Avery’s Story - Congenital Diaphragmatic Hernia (CDH)

I will never forget that second anatomy scan. I went to that appointment alone, expecting it to be just a quick follow-up to get additional angles just like it was for my first child. I couldn’t have been any more wrong.

The ultrasound tech scanned for a full hour and still couldn’t get what she needed. She called in the doctor, and he was robotic. He scanned in silence and did not look away from the screen. I remember being able to hear my heart pounding in my ears. The room was so quiet. After 20 minutes, he said, “if you can meet me in my office, I have some concerns.” It was then that my heart sank, and I knew this pregnancy was not like my first.

I got into his office, and he wasted not one second telling me my baby had a congenital diaphragmatic hernia (CDH). After a brief description of what CDH actually was, he told me, “but unfortunately in this state, you only have 6 days left to decide on termination.” My eyes glazed over, and I didn’t hear anything he said after that. Never did I imagine hearing those words. I got out of my car in the pouring rain and called my husband, sobbing that something was wrong with our daughter.

Three days later, we had our first of many visits at the Children’s Hospital of Philadelphia (CHOP). After countless hours of testing, we left knowing we had a moderate case of LCDH with her bowels in her chest, and her liver was down. I remember sitting on the Tiny Hero website reading every single LCDH story with liver down. The more I read, the more nervous I became, but I also became educated, and for that, I am grateful.

Avery was born on March 18, 2021, within minutes of us arriving at CHOP (what a long ride to the hospital that was). And just as quickly as she was born, she was whisked away to be evaluated and intubated.

Two hours later, we got to see her briefly before they took her down to the NICU, and nothing about that night even felt real. Within hours of birth, they switched Avery to an oscillator from the conventional ventilator. The next few days would show that she hated that vent, but who could blame her? She stayed stable and was switched back over to the conventional vent and thrived. Two days later, at 13 days old, she had a primary CDH repair with no patch needed. The repair was seamless, and we finally got to hold her.

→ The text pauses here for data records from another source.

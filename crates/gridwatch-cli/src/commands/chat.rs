use std::error::Error;
use std::path::PathBuf;

use chrono::Utc;
use clap::Args;
use gridwatch_core::bot::commands::{respond, Command};
use gridwatch_core::{DiscordSink, EventDb, EventFilter, StandingsCache, StandingsClient};

#[derive(Args)]
pub struct ChatArgs {
    /// Command string, e.g. "next race" or "standings constructor"
    input: String,
    /// Events database (defaults to ~/.config/gridwatch/calendar.db)
    #[arg(long)]
    db: Option<PathBuf>,
    /// Also post the response through the configured webhook
    #[arg(long)]
    post: bool,
}

/// Dispatch one free-text command exactly as the running bot would.
pub fn run(args: ChatArgs) -> Result<(), Box<dyn Error>> {
    let command =
        Command::parse(&args.input).ok_or_else(|| format!("unknown command '{}'", args.input))?;

    let now = Utc::now();
    let db = EventDb::open(&super::db_path(args.db)?)?;
    let events = db.upcoming_events(EventFilter::Any, now)?;

    let rt = super::runtime()?;
    let mut cache = StandingsCache::default();
    if matches!(command, Command::Standings(_)) {
        let client = StandingsClient::new();
        rt.block_on(cache.refresh(&client, super::season_year()))?;
    }

    let response = respond(command, &events, &cache, now);
    println!("{response}");

    if args.post {
        let sink = DiscordSink::new();
        rt.block_on(sink.send_text(&response))?;
    }
    Ok(())
}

Five days after her repair, she was extubated to high-flow oxygen, and she did great. Two days after that, she was on regular oxygen, and just two quick days later, she was breathing room air. Avery took the world by storm and showed everyone just how strong she really was.

Avery was discharged after 38 days with just an NG tube that she was weaned off of just a short 3 weeks later. We never expected her CDH journey to be that quick, but we are so lucky that it was. You would never know what that first month of her life entailed, and there will never be enough thank you’s in the world to thank Dr. Hedrick and every other doctor/nurse who took care of her. She is our strong and brave little girl, and she has been a rockstar since day one.